I opted for the latter, to create a new empty hash and Hash#merge onto it, to be 100% sure that the default_proc as well as any internal flags are reset to defaults:
def gruppiere
return enum_for(__callee__) { size if respond_to?(:size) } unless block_given?
{}.merge(
each_with_object(Hash.new { |hash, key| hash[key] = [] }) do |element, result|
key = yield element
result[key] << element
end
)
end
#Hash#fetch
There is actually a better option than using a default_proc. Hash#fetch will get the value corresponding to the key if the key exists and otherwise return a value of our choosing:
def gruppiere
return enum_for(__callee__) { size if respond_to?(:size) } unless block_given?

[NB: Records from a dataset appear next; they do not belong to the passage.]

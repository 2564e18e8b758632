use std::str::FromStr;

use serde::{Deserialize, Serialize};

use crate::models::cart::CartItemKind;

#[derive(Debug, Clone, Copy, Serialize, Deserialize, PartialEq, Eq, Default)]
#[serde(rename_all = "snake_case")]
pub enum SearchTab {
    #[default]
    Flights,
    Hotels,
    Tours,
}

impl SearchTab {
    pub const ALL: [SearchTab; 3] = [SearchTab::Flights, SearchTab::Hotels, SearchTab::Tours];

    pub fn as_str(&self) -> &'static str {
        match self {
            SearchTab::Flights => "flights",
            SearchTab::Hotels => "hotels",
            SearchTab::Tours => "tours",
        }
    }

    pub fn label(&self) -> &'static str {
        match self {
            SearchTab::Flights => "Flights",
            SearchTab::Hotels => "Hotels",
            SearchTab::Tours => "Tours",
        }
    }

    /// Tab shown after a selection on this one; `None` once the last tab is done.
    pub fn next(&self) -> Option<SearchTab> {
        match self {
            SearchTab::Flights => Some(SearchTab::Hotels),
            SearchTab::Hotels => Some(SearchTab::Tours),
            SearchTab::Tours => None,
        }
    }
}

impl From<CartItemKind> for SearchTab {
    fn from(kind: CartItemKind) -> Self {
        match kind {
            CartItemKind::Flight => SearchTab::Flights,
            CartItemKind::Hotel => SearchTab::Hotels,
            CartItemKind::Tour => SearchTab::Tours,
        }
    }
}

impl FromStr for SearchTab {
    type Err = String;

    fn from_str(value: &str) -> Result<Self, Self::Err> {
        value.parse::<CartItemKind>().map(SearchTab::from)
    }
}

#[derive(Debug, Clone, Copy, Serialize, Deserialize, PartialEq, Eq, Default)]
#[serde(rename_all = "snake_case")]
pub enum FlowState {
    #[default]
    Idle,
    Searching,
    ResultsShown,
    ItemSelected,
}

/// Where the user is in the flights → hotels → tours search.
///
/// Tab advancing is a convenience only; `switch_tab` is always allowed.
#[derive(Debug, Clone, Default, Serialize, Deserialize, PartialEq, Eq)]
pub struct BookingFlow {
    pub tab: SearchTab,
    pub state: FlowState,
    pub query: String,
    /// Set once the user typed a destination; selections no longer overwrite it.
    pub destination_pinned: bool,
}

impl BookingFlow {
    pub fn begin_search(&mut self, tab: SearchTab, query: &str) {
        let query = query.trim();
        if query != self.query {
            self.destination_pinned = !query.is_empty();
        }
        self.tab = tab;
        self.query = query.to_string();
        self.state = FlowState::Searching;
    }

    pub fn show_results(&mut self) {
        if self.state == FlowState::Searching {
            self.state = FlowState::ResultsShown;
        }
    }

    pub fn switch_tab(&mut self, tab: SearchTab) {
        self.tab = tab;
        self.state = FlowState::Idle;
    }

    /// Records a selection of `kind` made for `destination` and advances the tab.
    pub fn select(&mut self, kind: CartItemKind, destination: &str) {
        if !self.destination_pinned && !destination.trim().is_empty() {
            self.query = destination.trim().to_string();
        }
        match SearchTab::from(kind).next() {
            Some(next) => {
                self.tab = next;
                self.state = FlowState::ItemSelected;
            }
            None => {
                self.tab = SearchTab::Tours;
                self.state = FlowState::Idle;
            }
        }
    }

    pub fn reset(&mut self) {
        *self = Self::default();
    }
}
use std::str::FromStr;

use rust_decimal::Decimal;

pub fn format_money(amount: Decimal) -> String {
    format!("${:.2}", amount)
}

/// Sum of `amounts`, or `None` once it leaves the range a `Decimal` holds.
pub fn checked_total(amounts: impl IntoIterator<Item = Decimal>) -> Option<Decimal> {
    amounts
        .into_iter()
        .try_fold(Decimal::ZERO, |acc, amount| acc.checked_add(amount))
}

/// Parses a form amount. Blank input is zero, anything unparsable is `None`.
pub fn parse_amount(raw: &str) -> Option<Decimal> {
    let trimmed = raw.trim().trim_start_matches('$').replace(',', "");
    if trimmed.is_empty() {
        return Some(Decimal::ZERO);
    }
    Decimal::from_str(&trimmed).ok()
}
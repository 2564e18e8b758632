use std::sync::Arc;

use axum::extract::FromRef;
use axum_extra::extract::cookie::Key;
use sha2::{Digest, Sha512};
use tracing::info;

use crate::{
    config::{AppConfig, SessionBackend},
    db::{self, DbPool},
    error::AppError,
    services::{
        booking::{BookingGateway, LocalBookingGateway, RemoteBookingGateway},
        catalog::CatalogService,
        sessions::SessionManager,
        storage::{FileSessionStore, SessionStore, SqliteSessionStore},
    },
};

#[derive(Clone)]
pub struct AppState {
    pub config: AppConfig,
    pub db: DbPool,
    pub catalog: CatalogService,
    pub sessions: SessionManager,
    /// Gateway used by checkout; local or remote depending on config.
    pub bookings: Arc<dyn BookingGateway>,
    /// Bookings this instance records itself, served under `/api/bookings`.
    pub local_bookings: LocalBookingGateway,
    pub cookie_key: Key,
}

impl AppState {
    pub fn new(
        config: AppConfig,
        db: DbPool,
        catalog: CatalogService,
        session_store: Arc<dyn SessionStore>,
        bookings: Arc<dyn BookingGateway>,
    ) -> Self {
        let digest = Sha512::digest(config.cookie_secret.as_bytes());
        let cookie_key = Key::from(&digest[..]);
        Self {
            local_bookings: LocalBookingGateway::new(db.clone()),
            sessions: SessionManager::new(session_store),
            config,
            db,
            catalog,
            bookings,
            cookie_key,
        }
    }

    /// Opens the database, runs migrations and wires every service from `config`.
    pub async fn bootstrap(config: AppConfig) -> Result<Self, AppError> {
        let db = db::init_pool(&config.database_url).await?;
        db::run_migrations(&db).await?;

        let catalog = match &config.catalog_path {
            Some(path) => CatalogService::load(path).await?,
            None => CatalogService::builtin()?,
        };

        let session_store: Arc<dyn SessionStore> = match config.session_backend {
            SessionBackend::File => {
                let store = FileSessionStore::new(config.data_root.clone());
                store.ensure_structure().await?;
                Arc::new(store)
            }
            SessionBackend::Sqlite => Arc::new(SqliteSessionStore::new(db.clone())),
        };

        let bookings: Arc<dyn BookingGateway> = match &config.booking_api_url {
            Some(url) => {
                info!("checkout submits bookings to {url}");
                Arc::new(RemoteBookingGateway::new(url.clone()))
            }
            None => Arc::new(LocalBookingGateway::new(db.clone())),
        };

        Ok(Self::new(config, db, catalog, session_store, bookings))
    }
}

impl FromRef<AppState> for Key {
    fn from_ref(state: &AppState) -> Self {
        state.cookie_key.clone()
    }
}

each_with_object({}) do |element, result|
key = yield element
result[key] = result.fetch(key, []) << element
end
end
module EnumerableGruppiereExtension
def gruppiere
return enum_for(__callee__) { size if respond_to?(:size) } unless block_given?
{}.merge(
each_with_object(Hash.new { |hash, key| hash[key] = [] }) do |element, result|
key = yield element
result[key] = result[key]result.fetch(key, []) << element
end
)
end
end
module EnumerableWithGruppiere
refine Enumerable do
include EnumerableGruppiereExtension
end
end
using EnumerableWithGruppiere
puts [1, 2, 3, 4].gruppiere(&:even?)
#=> { false => [1, 3], true => [2, 4] }
It is, however, not easy to program in a functional way in Ruby. Neither the core and standard library data structures nor the core and standard library algorithms really lend themselves to Functional Programming.
Here is a purely functional version that does not use mutation, side-effects, or looping.:
def gruppiere
return enum_for(__callee__) { size if respond_to?(:size) } unless block_given?
inject({}) do |result, element|
key = yield element
result.merge({ key => result.fetch(key, []) + [element] })
end
end
Now, you might ask yourself: that actually doesn't look that bad. Why did I say that Ruby is not amenable to Functional Programming?
The reason for this is performance.
Because Hash and Array are mutable, operations such as Hash#merge and Array#+ can only be implemented by copying the entire data structure. Whereas if Hash and Array were immutable, as they are in a collections library for a functional language, these operations could be implemented by what is called structural sharing, which means that Hash#merge and Array#+ would not return a full copy of the original but rather would return only the updated data and a reference to the old version. This is much more efficient.
For example, here is what the same code would look like in Scala:
def [A, B](seq: Iterable[A]).gruppiere(classifier: A => B): Map[B, Iterable[A]] =
seq.foldLeft(Map.empty[B, IndexedSeq[A]]) {
(result, element) => {
val key = classifier(element)
result updated(key, result.getOrElse(key, IndexedSeq.empty[A]) :+ element)
}
}
Iterable(1, 2, 3).gruppiere { _ % 2 == 0 }
//=>Map(false -> Iterable(1, 3), true -> Iterable(2))
As you can see, it looks more or less identical. Some names are different (e.g. foldLeft instead of inject, getOrElse instead of fetch, etc.), and there are some static type annotations. But other than that, it is the same code. The main difference is in the performance: Map.updated does not copy the map, it returns a map which shares all its data except the one updated key-value-pair with the original. The same applies to IndexedSeq.:+ (an alias for IndexedSeq.append).